C’est dans un Auditorium de Radio France bien garni en ce samedi soir que Renaud Capuçon fait son entrée d’un pas rapide, buste droit, légèrement penché en avant, et s’incline d’un salut un peu raide, nœud papillon vissé sous le menton, avant de reporter son attention à son pupitre. L’œuvre qu’il s’apprête à jouer n’est pas de celles qu’on joue de mémoire dans toutes les salles de concert du globe et c’est à saluer : artiste en résidence dans la Maison ronde pour la saison 2022/23, le violoniste a décidé de profiter de son statut pour mettre en avant des œuvres méconnues ou encore à connaître. C’est ainsi qu’il donnera à entendre au printemps les concertos des jeunes compositeurs français Benjamin Attahir (en création française) et Camille Pépin (en création mondiale) et, dans l’immédiat, le Concerto pour violon et orchestre de Karl Goldmark. Cette partition d’un contemporain de Johannes Brahms comptait Itzhak Perlman ou Nathan Milstein parmi ses défenseurs mais on comprendra bien vite pourquoi elle ne s’est pas imposée parmi les chefs-d’œuvre du répertoire : les mouvements extrêmes sont à ce point jonchés de difficultés techniques qu’ils ont parfois l’allure d’un parcours de saut d’obstacles, tandis que l’écriture manque singulièrement d’imagination, quelques rares audaces contrapuntiques venant donner le change au milieu d’une architecture relativement pauvre.

Renaud Capuçon
© Simon Fowler

Un brin tendu dans le premier mouvement, Renaud Capuçon s’en sort en se campant solidement sur ses appuis, ancrant l’archet dans la corde pour surpasser sans difficulté un Orchestre Philharmonique de Radio France aux aguets. On est proche du sans-faute technique dans cette partition ingrate, notamment pour le finale interprété sans concession sur le tempo, mais c’est surtout dans les passages chantants que le violoniste se distingue, déployant un lyrisme chaleureux admirable surtout dans le très beau mouvement lent – le violoniste le redonnera d’ailleurs avec l’orchestre en bis.

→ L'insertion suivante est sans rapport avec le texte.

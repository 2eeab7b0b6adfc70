//! Third-party modules.
//!
//! Modules are declared in a TOML module list, one table per module keyed by
//! the module name:
//!
//! ```toml
//! [ngx_devel_kit]
//! form = "git"
//! url = "https://github.com/vision5/ngx_devel_kit"
//! rev = "v0.3.3"
//!
//! [echo-nginx-module]
//! form = "local"
//! url = "/src/echo-nginx-module"
//! dynamic = true
//! ```
//!
//! Declaration order is preserved and drives both provisioning and the order
//! of `--add-module` flags in the generated configure script.

pub mod registry;

use std::fmt;
use std::path::{Path, PathBuf};
use std::str::FromStr;

use serde::Deserialize;
use thiserror::Error;

use crate::exec::ExecError;

pub use registry::{fetch_module, provide};

/// Errors that can occur while loading, fetching, or provisioning modules.
#[derive(Debug, Error)]
pub enum ModuleError {
  /// The module list could not be read.
  #[error("failed to read module list '{}': {source}", .path.display())]
  Read {
    path: PathBuf,
    #[source]
    source: std::io::Error,
  },

  /// The module list is not valid TOML.
  #[error("failed to parse module list '{}': {source}", .path.display())]
  Parse {
    path: PathBuf,
    #[source]
    source: toml::de::Error,
  },

  /// A module entry has missing or mistyped fields.
  #[error("invalid entry for module '{name}': {source}")]
  InvalidEntry {
    name: String,
    #[source]
    source: toml::de::Error,
  },

  /// The source form is not one of git, hg, local.
  #[error("form={form} is not supported (module '{name}')")]
  Unsupported { name: String, form: String },

  /// A local module's path does not exist.
  #[error("local module path {} (for module '{name}') not found", .path.display())]
  NotFound { name: String, path: PathBuf },

  /// Cloning failed.
  #[error("failed to download module '{name}' from {url}: {source}")]
  Clone {
    name: String,
    url: String,
    #[source]
    source: ExecError,
  },

  /// Checking out the requested revision failed.
  #[error("failed to switch revision for module '{name}' (form: {form}, rev: {rev}): {source}")]
  Checkout {
    name: String,
    form: ModuleForm,
    rev: String,
    #[source]
    source: ExecError,
  },

  /// The provisioning shell command failed.
  #[error("failed to execute shprov for module '{name}' (shprov: {command}): {source}")]
  Provision {
    name: String,
    command: String,
    #[source]
    source: ExecError,
  },
}

/// Where a module's source comes from.
#[derive(Debug, Clone, Copy, PartialEq, Eq)]
pub enum ModuleForm {
  Git,
  Hg,
  Local,
}

impl ModuleForm {
  pub fn as_str(self) -> &'static str {
    match self {
      ModuleForm::Git => "git",
      ModuleForm::Hg => "hg",
      ModuleForm::Local => "local",
    }
  }
}

impl fmt::Display for ModuleForm {
  fn fmt(&self, f: &mut fmt::Formatter<'_>) -> fmt::Result {
    f.write_str(self.as_str())
  }
}

impl FromStr for ModuleForm {
  type Err = String;

  fn from_str(s: &str) -> Result<Self, Self::Err> {
    match s {
      "git" => Ok(ModuleForm::Git),
      "hg" => Ok(ModuleForm::Hg),
      "local" => Ok(ModuleForm::Local),
      other => Err(other.to_string()),
    }
  }
}

/// One entry of the module list as written on disk.
#[derive(Debug, Clone, Default, Deserialize)]
#[serde(deny_unknown_fields)]
pub struct ModuleRecord {
  pub form: String,
  pub url: String,
  #[serde(default)]
  pub rev: Option<String>,
  #[serde(default)]
  pub dynamic: bool,
  #[serde(default)]
  pub shprov: Option<String>,
  #[serde(default)]
  pub shprov_dir: Option<String>,
}

/// A third-party module ready to be fetched and provisioned.
#[derive(Debug, Clone, PartialEq, Eq)]
pub struct ThirdPartyModule {
  pub name: String,
  pub form: ModuleForm,
  /// Clone URL, or the filesystem path for [`ModuleForm::Local`].
  pub url: String,
  pub rev: Option<String>,
  pub dynamic: bool,
  /// Shell command run after fetching.
  pub shprov: Option<String>,
  /// Subdirectory of the module the shell command runs in.
  pub shprov_dir: Option<String>,
}

impl ThirdPartyModule {
  pub fn from_record(name: impl Into<String>, record: ModuleRecord) -> Result<Self, ModuleError> {
    let name = name.into();
    let form = record
      .form
      .parse::<ModuleForm>()
      .map_err(|form| ModuleError::Unsupported { name: name.clone(), form })?;

    Ok(Self {
      name,
      form,
      url: record.url,
      rev: record.rev.filter(|r| !r.is_empty()),
      dynamic: record.dynamic,
      shprov: record.shprov.filter(|s| !s.trim().is_empty()),
      shprov_dir: record.shprov_dir.filter(|d| !d.is_empty()),
    })
  }

  /// Directory holding the module's source.
  ///
  /// Cloned modules live next to the server sources in `work_dir`; local
  /// modules stay where they are (relative paths are taken from `work_dir`).
  pub fn source_dir(&self, work_dir: &Path) -> PathBuf {
    match self.form {
      ModuleForm::Local => work_dir.join(&self.url),
      ModuleForm::Git | ModuleForm::Hg => work_dir.join(&self.name),
    }
  }

  /// Path passed to `--add-module`, relative to the server source directory.
  pub fn configure_path(&self) -> String {
    match self.form {
      ModuleForm::Local => self.url.clone(),
      ModuleForm::Git | ModuleForm::Hg => format!("../{}", self.name),
    }
  }
}

/// Parse a module list from TOML text.
pub fn parse_modules(text: &str, path: &Path) -> Result<Vec<ThirdPartyModule>, ModuleError> {
  let table: toml::Table = toml::from_str(text).map_err(|e| ModuleError::Parse {
    path: path.to_path_buf(),
    source: e,
  })?;

  table
    .into_iter()
    .map(|(name, value)| {
      let record: ModuleRecord = value.try_into().map_err(|e| ModuleError::InvalidEntry {
        name: name.clone(),
        source: e,
      })?;
      ThirdPartyModule::from_record(name, record)
    })
    .collect()
}

/// Load the module list at `path`. An empty path means "no modules".
pub fn load_modules(path: &Path) -> Result<Vec<ThirdPartyModule>, ModuleError> {
  if path.as_os_str().is_empty() {
    return Ok(Vec::new());
  }

  let text = std::fs::read_to_string(path).map_err(|e| ModuleError::Read {
    path: path.to_path_buf(),
    source: e,
  })?;
  parse_modules(&text, path)
}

C’est toutefois le reste du programme qui restera davantage dans les mémoires. En ouverture du concert, Pablo Heras-Casado avait proposé une belle lecture du Chant des esprits sur les eaux de Franz Schubert. Fédérant de ses mains nues les voix masculines du Chœur de Radio France et un quintette à cordes graves d’une remarquable souplesse de texture, le chef espagnol semble favoriser la contemplation de l’instant à la projection des phrases. Si l’ensemble paraît alors parfois un peu inerte, l’interprétation ne manque pas de soin et la direction lente rappelle les lignes éternelles du Chant du destin que Brahms composera quelques années plus tard.

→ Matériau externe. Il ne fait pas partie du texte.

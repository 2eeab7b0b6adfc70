//! ngxbuild-lib: fetch, configure, and build nginx from source.
//!
//! - [`component`]: descriptors for the server and its statically linked libraries
//! - [`fetch`]: archive download and extraction
//! - [`module`]: third-party module list, fetch, and provisioning
//! - [`configure`]: configure script synthesis and the configure/make steps
//! - [`patch`]: patch apply/revert around configure and build
//! - [`pipeline`]: the end-to-end run

pub mod component;
pub mod configure;
pub mod consts;
pub mod exec;
pub mod fetch;
pub mod module;
pub mod patch;
pub mod pipeline;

Voilà qui n’est pas sans cohérence avec le programme du soir, la Deuxième Symphonie du même Brahms venant refermer le concert. Comme dans le concerto et comme chez Schubert, Heras-Casado semble accorder la priorité au chant. Le maestro bienveillant indique la marche collective d’un geste précis mais jamais intrusif, ce qui permet aux solistes de déployer leurs lignes mélodiques librement et en confiance. Dans ces conditions, on se délecte du jeu de très haut niveau des vents du Philhar’ : si on avait déjà apprécié la clarinette de velours de Nicolas Baldeyrou dans Goldmark, ce sont cette fois-ci surtout la flûte de Mathilde Calderini et le hautbois d’Olivier Doise qui sont à l’honneur et c’est un régal, leur tandem très complice associant idéalement pureté d’intonation et phrasé rayonnant. On n’oubliera pas de saluer le formidable pupitre de cors, emmené par une partie de premier cor (Alexandre Collard) qu’on n’avait jamais entendue chargée d'autant de poésie. Côté cordes, le jeu est transparent et fluide, jamais inutilement épais, tant et si bien qu’on n’aura aucunement cette impression de saturation pourtant si fréquente dans l’Auditorium. Et l’exigeant finale coule de source, avec tout le panache requis et sans la moindre lourdeur : du grand art !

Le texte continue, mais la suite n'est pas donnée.